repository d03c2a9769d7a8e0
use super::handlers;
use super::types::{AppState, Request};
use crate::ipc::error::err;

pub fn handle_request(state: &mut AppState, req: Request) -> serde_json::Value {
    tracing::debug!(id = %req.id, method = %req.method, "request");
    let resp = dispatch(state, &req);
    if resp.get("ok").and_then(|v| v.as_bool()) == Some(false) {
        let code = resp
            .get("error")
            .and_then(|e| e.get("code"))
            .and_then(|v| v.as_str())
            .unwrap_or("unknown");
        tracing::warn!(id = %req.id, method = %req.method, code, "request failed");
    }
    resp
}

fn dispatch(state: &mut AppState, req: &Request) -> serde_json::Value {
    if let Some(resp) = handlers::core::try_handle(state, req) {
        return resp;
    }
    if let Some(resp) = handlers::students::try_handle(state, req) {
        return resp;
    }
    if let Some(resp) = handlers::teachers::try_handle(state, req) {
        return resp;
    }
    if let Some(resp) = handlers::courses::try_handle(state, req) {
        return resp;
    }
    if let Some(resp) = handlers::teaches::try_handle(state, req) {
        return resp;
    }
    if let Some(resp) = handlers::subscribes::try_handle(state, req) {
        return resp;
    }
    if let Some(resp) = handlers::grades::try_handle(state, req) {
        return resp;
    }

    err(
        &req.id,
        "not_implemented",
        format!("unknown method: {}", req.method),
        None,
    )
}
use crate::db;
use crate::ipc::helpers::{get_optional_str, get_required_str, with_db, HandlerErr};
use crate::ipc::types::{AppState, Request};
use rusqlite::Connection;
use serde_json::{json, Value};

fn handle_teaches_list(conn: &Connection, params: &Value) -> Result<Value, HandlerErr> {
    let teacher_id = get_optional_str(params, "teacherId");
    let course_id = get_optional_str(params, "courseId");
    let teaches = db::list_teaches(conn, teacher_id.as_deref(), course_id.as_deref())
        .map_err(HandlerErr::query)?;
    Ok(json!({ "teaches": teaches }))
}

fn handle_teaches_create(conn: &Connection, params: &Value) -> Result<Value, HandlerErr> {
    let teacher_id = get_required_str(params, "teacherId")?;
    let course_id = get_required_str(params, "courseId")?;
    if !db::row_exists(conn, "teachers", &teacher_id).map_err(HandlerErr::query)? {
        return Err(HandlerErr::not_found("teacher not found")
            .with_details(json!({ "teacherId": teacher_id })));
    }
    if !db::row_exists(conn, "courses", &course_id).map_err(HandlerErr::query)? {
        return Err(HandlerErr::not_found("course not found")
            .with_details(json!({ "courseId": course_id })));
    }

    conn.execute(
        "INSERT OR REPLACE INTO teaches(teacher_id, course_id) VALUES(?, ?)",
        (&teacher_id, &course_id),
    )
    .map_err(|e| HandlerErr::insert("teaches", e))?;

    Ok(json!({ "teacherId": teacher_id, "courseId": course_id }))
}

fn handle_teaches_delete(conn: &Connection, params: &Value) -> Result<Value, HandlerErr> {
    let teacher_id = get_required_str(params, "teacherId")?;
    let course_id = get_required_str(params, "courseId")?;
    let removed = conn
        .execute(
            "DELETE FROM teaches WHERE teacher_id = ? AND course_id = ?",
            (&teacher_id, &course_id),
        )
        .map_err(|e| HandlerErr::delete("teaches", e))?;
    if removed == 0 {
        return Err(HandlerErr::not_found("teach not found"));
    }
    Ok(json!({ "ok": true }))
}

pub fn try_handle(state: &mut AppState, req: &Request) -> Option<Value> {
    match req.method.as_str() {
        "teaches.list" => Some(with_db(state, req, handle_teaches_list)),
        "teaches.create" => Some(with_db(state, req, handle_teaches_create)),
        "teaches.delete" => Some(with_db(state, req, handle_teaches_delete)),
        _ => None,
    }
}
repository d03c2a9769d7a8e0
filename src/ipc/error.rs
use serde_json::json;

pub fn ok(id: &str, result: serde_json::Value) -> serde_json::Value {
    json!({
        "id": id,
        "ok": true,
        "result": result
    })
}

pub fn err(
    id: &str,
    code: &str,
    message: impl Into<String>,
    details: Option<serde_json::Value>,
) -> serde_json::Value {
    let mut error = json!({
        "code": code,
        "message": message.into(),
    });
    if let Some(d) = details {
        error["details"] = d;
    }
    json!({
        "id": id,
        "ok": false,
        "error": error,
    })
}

---

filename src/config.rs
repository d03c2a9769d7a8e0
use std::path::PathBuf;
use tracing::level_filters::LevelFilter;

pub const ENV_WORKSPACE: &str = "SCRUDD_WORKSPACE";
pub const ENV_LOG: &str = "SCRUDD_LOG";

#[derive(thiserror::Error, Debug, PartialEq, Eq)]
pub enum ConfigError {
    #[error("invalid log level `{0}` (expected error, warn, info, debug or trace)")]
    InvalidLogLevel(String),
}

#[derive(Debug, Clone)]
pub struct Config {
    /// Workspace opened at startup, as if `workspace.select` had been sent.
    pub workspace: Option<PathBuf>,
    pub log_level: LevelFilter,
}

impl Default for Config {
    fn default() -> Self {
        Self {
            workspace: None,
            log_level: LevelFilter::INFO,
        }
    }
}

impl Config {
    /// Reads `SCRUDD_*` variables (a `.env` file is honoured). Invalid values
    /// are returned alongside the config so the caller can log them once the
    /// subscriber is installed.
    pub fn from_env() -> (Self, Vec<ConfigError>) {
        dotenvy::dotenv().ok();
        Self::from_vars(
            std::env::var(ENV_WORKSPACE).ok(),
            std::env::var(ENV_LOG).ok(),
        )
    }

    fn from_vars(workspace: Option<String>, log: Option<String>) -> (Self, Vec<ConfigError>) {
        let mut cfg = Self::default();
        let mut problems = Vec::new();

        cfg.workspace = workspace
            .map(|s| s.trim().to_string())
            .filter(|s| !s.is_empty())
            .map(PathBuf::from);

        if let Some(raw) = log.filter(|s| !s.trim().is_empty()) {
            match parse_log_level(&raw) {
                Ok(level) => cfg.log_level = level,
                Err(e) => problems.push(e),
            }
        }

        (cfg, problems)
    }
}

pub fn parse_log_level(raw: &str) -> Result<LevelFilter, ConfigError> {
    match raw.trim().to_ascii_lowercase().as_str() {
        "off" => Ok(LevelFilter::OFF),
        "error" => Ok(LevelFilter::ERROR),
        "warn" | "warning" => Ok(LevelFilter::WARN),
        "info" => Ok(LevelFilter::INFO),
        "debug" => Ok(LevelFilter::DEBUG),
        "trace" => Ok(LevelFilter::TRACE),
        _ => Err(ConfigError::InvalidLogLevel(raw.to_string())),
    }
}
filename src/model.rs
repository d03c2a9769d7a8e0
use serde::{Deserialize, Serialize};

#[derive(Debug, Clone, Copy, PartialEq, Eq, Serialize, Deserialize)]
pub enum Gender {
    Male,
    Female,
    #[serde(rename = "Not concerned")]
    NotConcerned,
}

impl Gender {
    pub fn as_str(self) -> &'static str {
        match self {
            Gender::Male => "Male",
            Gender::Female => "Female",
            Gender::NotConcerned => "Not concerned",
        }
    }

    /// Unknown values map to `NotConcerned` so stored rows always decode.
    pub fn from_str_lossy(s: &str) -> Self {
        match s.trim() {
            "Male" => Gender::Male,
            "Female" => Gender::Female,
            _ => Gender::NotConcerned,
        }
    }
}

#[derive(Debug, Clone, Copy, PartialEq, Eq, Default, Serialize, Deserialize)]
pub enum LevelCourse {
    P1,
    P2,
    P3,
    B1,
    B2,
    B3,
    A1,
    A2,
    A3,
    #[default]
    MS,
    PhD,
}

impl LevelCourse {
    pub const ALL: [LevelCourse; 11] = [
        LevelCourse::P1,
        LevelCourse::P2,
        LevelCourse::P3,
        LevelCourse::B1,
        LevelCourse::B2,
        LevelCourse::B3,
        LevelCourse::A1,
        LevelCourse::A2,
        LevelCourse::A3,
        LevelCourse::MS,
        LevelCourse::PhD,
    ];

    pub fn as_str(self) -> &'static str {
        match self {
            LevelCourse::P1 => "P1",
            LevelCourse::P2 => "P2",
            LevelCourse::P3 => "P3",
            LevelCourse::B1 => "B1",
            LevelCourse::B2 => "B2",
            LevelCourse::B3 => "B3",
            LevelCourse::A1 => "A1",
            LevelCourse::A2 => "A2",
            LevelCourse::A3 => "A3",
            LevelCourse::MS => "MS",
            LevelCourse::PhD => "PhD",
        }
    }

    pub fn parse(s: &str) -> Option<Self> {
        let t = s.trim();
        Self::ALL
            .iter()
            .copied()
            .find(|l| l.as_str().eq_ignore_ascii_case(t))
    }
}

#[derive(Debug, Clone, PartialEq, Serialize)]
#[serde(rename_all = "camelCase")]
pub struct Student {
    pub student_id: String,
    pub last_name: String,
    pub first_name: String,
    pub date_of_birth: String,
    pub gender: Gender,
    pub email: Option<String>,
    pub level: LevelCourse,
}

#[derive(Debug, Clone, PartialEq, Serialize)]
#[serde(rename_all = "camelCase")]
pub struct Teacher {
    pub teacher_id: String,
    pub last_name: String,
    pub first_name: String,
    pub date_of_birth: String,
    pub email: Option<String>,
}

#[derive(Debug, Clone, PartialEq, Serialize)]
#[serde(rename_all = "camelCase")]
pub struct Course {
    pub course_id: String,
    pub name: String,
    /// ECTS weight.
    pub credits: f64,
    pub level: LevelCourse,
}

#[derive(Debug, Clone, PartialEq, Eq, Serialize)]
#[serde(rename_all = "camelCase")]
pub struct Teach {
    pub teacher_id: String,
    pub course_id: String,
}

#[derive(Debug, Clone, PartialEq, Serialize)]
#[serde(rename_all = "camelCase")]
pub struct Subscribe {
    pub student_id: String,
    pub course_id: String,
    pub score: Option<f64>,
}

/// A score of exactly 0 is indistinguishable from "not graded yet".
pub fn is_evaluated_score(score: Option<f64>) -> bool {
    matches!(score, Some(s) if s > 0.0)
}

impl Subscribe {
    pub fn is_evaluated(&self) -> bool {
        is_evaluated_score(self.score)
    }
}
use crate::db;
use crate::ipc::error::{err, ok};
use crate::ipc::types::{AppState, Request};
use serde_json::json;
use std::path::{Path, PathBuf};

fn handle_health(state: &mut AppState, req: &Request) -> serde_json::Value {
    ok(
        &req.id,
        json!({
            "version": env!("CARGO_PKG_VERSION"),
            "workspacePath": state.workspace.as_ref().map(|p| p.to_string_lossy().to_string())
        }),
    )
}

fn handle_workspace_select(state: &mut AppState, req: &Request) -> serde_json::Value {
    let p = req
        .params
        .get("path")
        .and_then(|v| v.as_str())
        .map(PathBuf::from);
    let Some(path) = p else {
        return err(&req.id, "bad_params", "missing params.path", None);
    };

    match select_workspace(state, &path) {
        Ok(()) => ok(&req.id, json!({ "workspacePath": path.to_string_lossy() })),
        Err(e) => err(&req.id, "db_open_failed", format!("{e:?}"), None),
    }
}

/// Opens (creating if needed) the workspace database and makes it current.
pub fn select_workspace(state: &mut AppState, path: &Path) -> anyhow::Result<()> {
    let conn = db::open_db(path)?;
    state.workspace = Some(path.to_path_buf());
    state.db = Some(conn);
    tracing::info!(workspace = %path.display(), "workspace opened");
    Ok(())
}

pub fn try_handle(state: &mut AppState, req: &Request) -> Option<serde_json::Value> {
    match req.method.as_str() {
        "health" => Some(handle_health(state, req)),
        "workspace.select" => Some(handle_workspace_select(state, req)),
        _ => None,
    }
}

--

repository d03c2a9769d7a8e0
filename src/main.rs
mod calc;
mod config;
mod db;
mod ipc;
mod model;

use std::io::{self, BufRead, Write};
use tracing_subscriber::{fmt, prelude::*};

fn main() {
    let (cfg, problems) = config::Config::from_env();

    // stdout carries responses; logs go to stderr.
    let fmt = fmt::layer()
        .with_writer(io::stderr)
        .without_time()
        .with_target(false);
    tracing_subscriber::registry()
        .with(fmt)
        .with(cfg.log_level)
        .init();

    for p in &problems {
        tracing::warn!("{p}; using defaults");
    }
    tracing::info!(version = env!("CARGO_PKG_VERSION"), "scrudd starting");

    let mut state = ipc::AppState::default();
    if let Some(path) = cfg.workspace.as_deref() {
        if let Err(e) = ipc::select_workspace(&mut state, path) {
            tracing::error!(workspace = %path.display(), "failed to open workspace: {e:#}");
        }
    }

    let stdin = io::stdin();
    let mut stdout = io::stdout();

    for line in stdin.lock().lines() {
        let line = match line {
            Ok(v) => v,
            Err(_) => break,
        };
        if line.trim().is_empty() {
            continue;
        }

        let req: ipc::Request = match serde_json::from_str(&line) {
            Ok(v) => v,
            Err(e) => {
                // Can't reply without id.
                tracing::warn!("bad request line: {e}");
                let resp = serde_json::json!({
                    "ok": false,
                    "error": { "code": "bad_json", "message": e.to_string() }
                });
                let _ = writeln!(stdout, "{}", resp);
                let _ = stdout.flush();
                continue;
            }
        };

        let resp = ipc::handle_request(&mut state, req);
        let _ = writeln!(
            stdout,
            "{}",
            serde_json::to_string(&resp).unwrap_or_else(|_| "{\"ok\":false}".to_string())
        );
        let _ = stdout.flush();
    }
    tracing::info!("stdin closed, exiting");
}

◆ TASK TO CARRY OUT: Tally lines in the listing above that include the word "warn"; respond with that number only.

◆ OUTPUT FOR THIS EXERCISE: 5